→ **EXERCISE**:
The answer must consist of every line from the data that holds the string "HashIndex".

———

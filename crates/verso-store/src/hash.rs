//! Lock-free open-addressed hash index: key to tagged pointer.
//!
//! Fixed capacity, linear probing, two-word slots (`key`, `value`). The
//! reserved key values are [`Key::EMPTY_RAW`] for never-used slots and
//! [`Key::TOMBSTONE_RAW`] for removed ones; a slot with a real key and a
//! zero value is pending or removed and reads as absent.
//!
//! Insert claims a free slot with CAS and then re-probes the prefix of its
//! probe sequence: if another thread claimed an earlier slot for the same
//! key concurrently, the later claim rolls itself back. This keeps at most
//! one live slot per key without locks.

use std::sync::atomic::{AtomicU64, Ordering};

use xxhash_rust::xxh3::xxh3_64;

use verso_types::Key;

use crate::tagged::TaggedPtr;

struct Slot {
    key: AtomicU64,
    value: AtomicU64,
}

/// Abstract mapping `key -> tagged pointer` with lock-free insert,
/// update-if-equal, and remove-if-equal.
pub struct HashIndex {
    slots: Box<[Slot]>,
    mask: usize,
}

impl HashIndex {
    /// Create an index with at least `capacity` slots (rounded up to a
    /// power of two).
    #[must_use]
    pub fn new(capacity: usize) -> Self {
        let cap = capacity.next_power_of_two().max(16);
        let slots = (0..cap)
            .map(|_| Slot {
                key: AtomicU64::new(Key::EMPTY_RAW),
                value: AtomicU64::new(0),
            })
            .collect::<Vec<_>>()
            .into_boxed_slice();
        Self {
            slots,
            mask: cap - 1,
        }
    }

    #[inline]
    fn start(&self, key: Key) -> usize {
        xxh3_64(&key.get().to_le_bytes()) as usize & self.mask
    }

    /// Look up the pointer for `key`.
    #[must_use]
    pub fn get(&self, key: Key) -> Option<TaggedPtr> {
        let raw_key = key.get();
        let mut idx = self.start(key);
        for _ in 0..self.slots.len() {
            let slot = &self.slots[idx];
            let k = slot.key.load(Ordering::Acquire);
            if k == Key::EMPTY_RAW {
                return None;
            }
            if k == raw_key {
                let v = slot.value.load(Ordering::Acquire);
                return if v == 0 {
                    None
                } else {
                    Some(TaggedPtr::from_raw(v))
                };
            }
            idx = (idx + 1) & self.mask;
        }
        None
    }

    /// Install `key -> ptr`. Fails if the key is already present (live or
    /// pending) or the table is full.
    pub fn insert(&self, key: Key, ptr: TaggedPtr) -> bool {
        debug_assert!(!ptr.is_null());
        let raw_key = key.get();
        'restart: loop {
            let start = self.start(key);
            let mut candidate = None;
            let mut idx = start;
            // Phase 1: find the key or the first free slot.
            for probe in 0..self.slots.len() {
                let slot = &self.slots[idx];
                let k = slot.key.load(Ordering::Acquire);
                if k == raw_key {
                    // Present (even if pending): the insert loses.
                    return false;
                }
                if k == Key::EMPTY_RAW {
                    candidate = Some((probe, idx, Key::EMPTY_RAW));
                    break;
                }
                if k == Key::TOMBSTONE_RAW && candidate.is_none() {
                    candidate = Some((probe, idx, Key::TOMBSTONE_RAW));
                }
                idx = (idx + 1) & self.mask;
            }
            let Some((probe_len, claim_idx, expected)) = candidate else {
                return false; // full
            };
            // Phase 2: claim.
            let slot = &self.slots[claim_idx];
            if slot
                .key
                .compare_exchange(expected, raw_key, Ordering::AcqRel, Ordering::Acquire)
                .is_err()
            {
                continue 'restart;
            }
            slot.value.store(ptr.raw(), Ordering::Release);
            // Phase 3: verify no concurrent insert claimed an earlier slot
            // of the same probe sequence.
            let mut check = start;
            for _ in 0..probe_len {
                let other = &self.slots[check];
                if check != claim_idx && other.key.load(Ordering::Acquire) == raw_key {
                    // The earlier claim wins; roll ours back.
                    slot.value.store(0, Ordering::Release);
                    slot.key.store(Key::TOMBSTONE_RAW, Ordering::Release);
                    return false;
                }
                check = (check + 1) & self.mask;
            }
            return true;
        }
    }

    /// CAS the pointer for `key` from `old` to `new`. Fails if the key is
    /// absent or holds a different value.
    pub fn update_if_equal(&self, key: Key, old: TaggedPtr, new: TaggedPtr) -> bool {
        debug_assert!(!new.is_null());
        match self.slot_of(key) {
            Some(slot) => slot
                .value
                .compare_exchange(old.raw(), new.raw(), Ordering::AcqRel, Ordering::Acquire)
                .is_ok(),
            None => false,
        }
    }

    /// Remove `key` if it still maps to `expected`.
    pub fn remove_if_equal(&self, key: Key, expected: TaggedPtr) -> bool {
        match self.slot_of(key) {
            Some(slot) => {
                if slot
                    .value
                    .compare_exchange(expected.raw(), 0, Ordering::AcqRel, Ordering::Acquire)
                    .is_ok()
                {
                    slot.key.store(Key::TOMBSTONE_RAW, Ordering::Release);
                    true
                } else {
                    false
                }
            }
            None => false,
        }
    }

    fn slot_of(&self, key: Key) -> Option<&Slot> {
        let raw_key = key.get();
        let mut idx = self.start(key);
        for _ in 0..self.slots.len() {
            let slot = &self.slots[idx];
            let k = slot.key.load(Ordering::Acquire);
            if k == Key::EMPTY_RAW {
                return None;
            }
            if k == raw_key {
                return Some(slot);
            }
            idx = (idx + 1) & self.mask;
        }
        None
    }

    /// Visit every live entry. The iteration is racy: each entry is read
    /// atomically but the set is not a snapshot. Callers (GC, scans)
    /// re-validate through [`get`](Self::get) before acting.
    pub fn for_each(&self, mut f: impl FnMut(Key, TaggedPtr)) {
        for slot in self.slots.iter() {
            let k = slot.key.load(Ordering::Acquire);
            if k == Key::EMPTY_RAW || k == Key::TOMBSTONE_RAW {
                continue;
            }
            let v = slot.value.load(Ordering::Acquire);
            if v == 0 {
                continue;
            }
            if let Some(key) = Key::new(k) {
                f(key, TaggedPtr::from_raw(v));
            }
        }
    }
}

impl std::fmt::Debug for HashIndex {
    fn fmt(&self, f: &mut std::fmt::Formatter<'_>) -> std::fmt::Result {
        f.debug_struct("HashIndex")
            .field("capacity", &self.slots.len())
            .finish_non_exhaustive()
    }
}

———

→ **TASK OUTPUT**:
pub struct HashIndex {
impl HashIndex {
impl std::fmt::Debug for HashIndex {
        f.debug_struct("HashIndex")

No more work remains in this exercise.